Another question was related to the current-day distribution and abundance of wild turkeys, which now thrive throughout much of their original geographic range from Canada to Mexico. They are found in every state except Alaska. Even Hawaii, where they are not native but have been introduced, has spring and fall turkey hunting seasons. Wild turkeys were nearly exterminated during the 1800s and early 1900s due to overhunting but have now recovered over major portions of their natural range.

A variety of groups can be credited for the reestablishment of the species across the country. State game agencies deserve acclaim for carrying out proper management plans. Their efforts in conserving suitable habitat conditions and tightly controlling illegal hunting are essential for maintaining sustainable populations of wild turkeys. Commendation is also due the National Wild Turkey Federation headquartered in Edgefield, S.C., for their efforts in wild turkey preservation. This nonprofit conservation organization founded in 1973 "works daily to further its mission of conserving the wild turkey and preserving our hunting heritage."

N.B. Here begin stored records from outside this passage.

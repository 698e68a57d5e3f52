//! Expression Emitter (component G, `spec.md` §4.G). Register reads/writes,
//! the closed ALU opcode table, resource sampling/fetch/store, and the
//! `original_source`-only resource-query supplements (`SPEC_FULL.md` §9).
//! Every register the arithmetic path touches is treated as a physical
//! 4-component `f32` vector (`spec.md` §4.E); a typed read/write bitcasts
//! into and out of that canonical storage, mirroring how the real hardware
//! register file is an untyped bank of 32-bit lanes.
use spirv::{Capability, Op, StorageClass};

use crate::compiler::Recompiler;
use crate::dxbc::{
    AluOp, BitfieldOp, ComponentType, DotOp, DstOperand, HalfPackOp, RegisterKind, SourceModifier,
    SrcOperand,
};
use crate::error::{bail, Error, Result};
use crate::ty::ScalarKind;
use crate::writer::StreamSel;

fn component_scalar(t: ComponentType) -> ScalarKind {
    match t {
        ComponentType::Float => ScalarKind::F32,
        ComponentType::Int => ScalarKind::I32,
        ComponentType::Uint => ScalarKind::U32,
    }
}

/// GLSL.std.450 extended-instruction-set opcode numbers this emitter uses.
/// The `spirv` crate's own enums stop at core SPIR-V; these are the
/// extended set's stable numbering straight from its spec.
mod glsl_std {
    pub const ROUND_EVEN: u32 = 2;
    pub const TRUNC: u32 = 3;
    pub const FABS: u32 = 4;
    pub const SABS: u32 = 5;
    pub const FLOOR: u32 = 8;
    pub const CEIL: u32 = 9;
    pub const FRACT: u32 = 10;
    pub const EXP2: u32 = 29;
    pub const LOG2: u32 = 30;
    pub const SQRT: u32 = 31;
    pub const INVERSE_SQRT: u32 = 32;
    pub const FMIN: u32 = 37;
    pub const UMIN: u32 = 38;
    pub const SMIN: u32 = 39;
    pub const FMAX: u32 = 40;
    pub const UMAX: u32 = 41;
    pub const SMAX: u32 = 42;
    pub const FCLAMP: u32 = 43;
    pub const FMA: u32 = 50;
    pub const PACK_HALF_2X16: u32 = 58;
    pub const UNPACK_HALF_2X16: u32 = 62;
}

const IMAGE_OPERANDS_LOD: u32 = 0x0000_0002;
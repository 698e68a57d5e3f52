//! Declaration Emitter (component F, `spec.md` §4.F). One method per DXBC
//! declaration opcode, run once each before the expression/control-flow
//! emitters see any ALU instruction. Grounded on the teacher's
//! `reflect/mod.rs` resource-table walk, generalized from "read an existing
//! `OpVariable`'s metadata" to "mint one".
use spirv::{BuiltIn, Capability, Decoration, Op, StorageClass};

use crate::binding::DescriptorKind;
use crate::compiler::{CounterBinding, PrologueCopy, Recompiler};
use crate::dxbc::{ComponentType, ResourceDim, ShaderKind, SysValueSemantic, WriteMask};
use crate::error::{bail, Error, Result};
use crate::symbol::{ConstBufferVariable, IoVariable, ResourceVariable, SamplerVariable};
use crate::ty::{DimKey, ImageFormatKey, ImageShape, ScalarKind};
use crate::writer::StreamSel;

fn component_scalar(t: ComponentType) -> ScalarKind {
    match t {
        ComponentType::Float => ScalarKind::F32,
        ComponentType::Int => ScalarKind::I32,
        ComponentType::Uint => ScalarKind::U32,
    }
}

/// Fixed resource-kind table (`spec.md` §4.F): dimension, array-ness,
/// multisample-ness, and the number of coordinate components a `sample`/`ld`
/// instruction addresses it with.
fn resource_shape(dim: ResourceDim) -> (DimKey, bool, bool, u32) {
    use ResourceDim::*;
    match dim {
        Buffer => (DimKey::Buffer, false, false, 1),
        Texture1D => (DimKey::Dim1D, false, false, 1),
        Texture1DArray => (DimKey::Dim1D, true, false, 2),
        Texture2D => (DimKey::Dim2D, false, false, 2),
        Texture2DArray => (DimKey::Dim2D, true, false, 3),
        Texture2DMs => (DimKey::Dim2D, false, true, 2),
        Texture2DMsArray => (DimKey::Dim2D, true, true, 3),
        Texture3D => (DimKey::Dim3D, false, false, 3),
        TextureCube => (DimKey::Cube, false, false, 3),
        TextureCubeArray => (DimKey::Cube, true, false, 4),
    }
}
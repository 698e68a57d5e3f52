//! Reflection data returned alongside a recompiled module (`spec.md` §6):
//! the UAV counter bindings a D3D12 host needs to bind its counter buffers
//! at draw/dispatch time, which the DXBC bytecode itself never names
//! explicitly (`spec.md` §4.D).
use crate::compiler::Recompiler;

pub use crate::compiler::CounterBinding;

/// Everything a host needs after recompiling one shader that the assembled
/// SPIR-V words alone don't carry.
#[derive(Clone, Debug, Default)]
pub struct ReflectionOutput {
    pub counter_bindings: Vec<CounterBinding>,
}

impl<'a> Recompiler<'a> {
    pub fn reflection(&self) -> ReflectionOutput {
        ReflectionOutput { counter_bindings: self.counter_bindings.clone() }
    }
}
//! Recompiler-wide tunables (`SPEC_FULL.md` §6 ambient addition).
#[derive(Clone, Debug)]
pub struct RecompilerConfig {
    /// Target SPIR-V version word, written into the assembled module's
    /// header. `spec.md` §6 requires `(1, 0)` output; kept configurable so a
    /// future target bump does not require touching every call site that
    /// assembles a module.
    pub target_spirv_version: (u8, u8),
    /// Whether the host exposes `VK_KHR_push_descriptor`-equivalent
    /// functionality, gating Binding Layout rule 1 (`spec.md` §4.D).
    pub push_descriptors_supported: bool,
    /// Binding-cost budget; `spec.md` §4.D rule 5 fixes this at 64.
    pub max_binding_cost: u32,
    /// When set, the declaration emitter names every variable it mints
    /// (`OpName`, register/sysval-keyed) into the debug stream. Off by
    /// default; `spec.md` §4.A's stream layout does not require it.
    pub debug_names: bool,
}
impl Default for RecompilerConfig {
    fn default() -> Self {
        RecompilerConfig {
            target_spirv_version: (1, 0),
            push_descriptors_supported: false,
            max_binding_cost: 64,
            debug_names: false,
        }
    }
}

Wild turkeys represent an ironic, counterintuitive phenomenon of wildlife management. That is, if hunting the birds was the reason for their decline and eventual near extinction across the continent in the past, how can hunting them now be positive? In the most simplistic sense, population levels of any animal species will remain stable if the number removed by deaths each year equals the number of replacements by new births. As is true of virtually all game species, scientific research is conducted to understand the behavior, ecology and demographic changes of wild turkeys in all seasons and under different environmental conditions. Research and management programs, including habitat restoration, have been in progress almost a half century to retain population viability for wild turkeys. State hunting guidelines are adjusted each year to ensure population stability.

An often overlooked fact about the wild turkey is that it is the only domesticated bird native to the United States. In fact turkeys, along with Muscovy ducks, which occur naturally from Mexico to South America, are the only birds native to the Western Hemisphere that have been truly domesticated. Both still have wild populations, and both are hunted in the United States, but for different reasons. Turkeys are a prized game species. Muscovy ducks are a non-native species (primarily from Mexico) that can be legally removed as a nuisance species in some areas.

We should all be thankful that turkeys are here to stay. Whether obtained by hunting or by a trip to the grocery store, a turkey will be the dinner table centerpiece for millions of North Americans on Thanksgiving Day.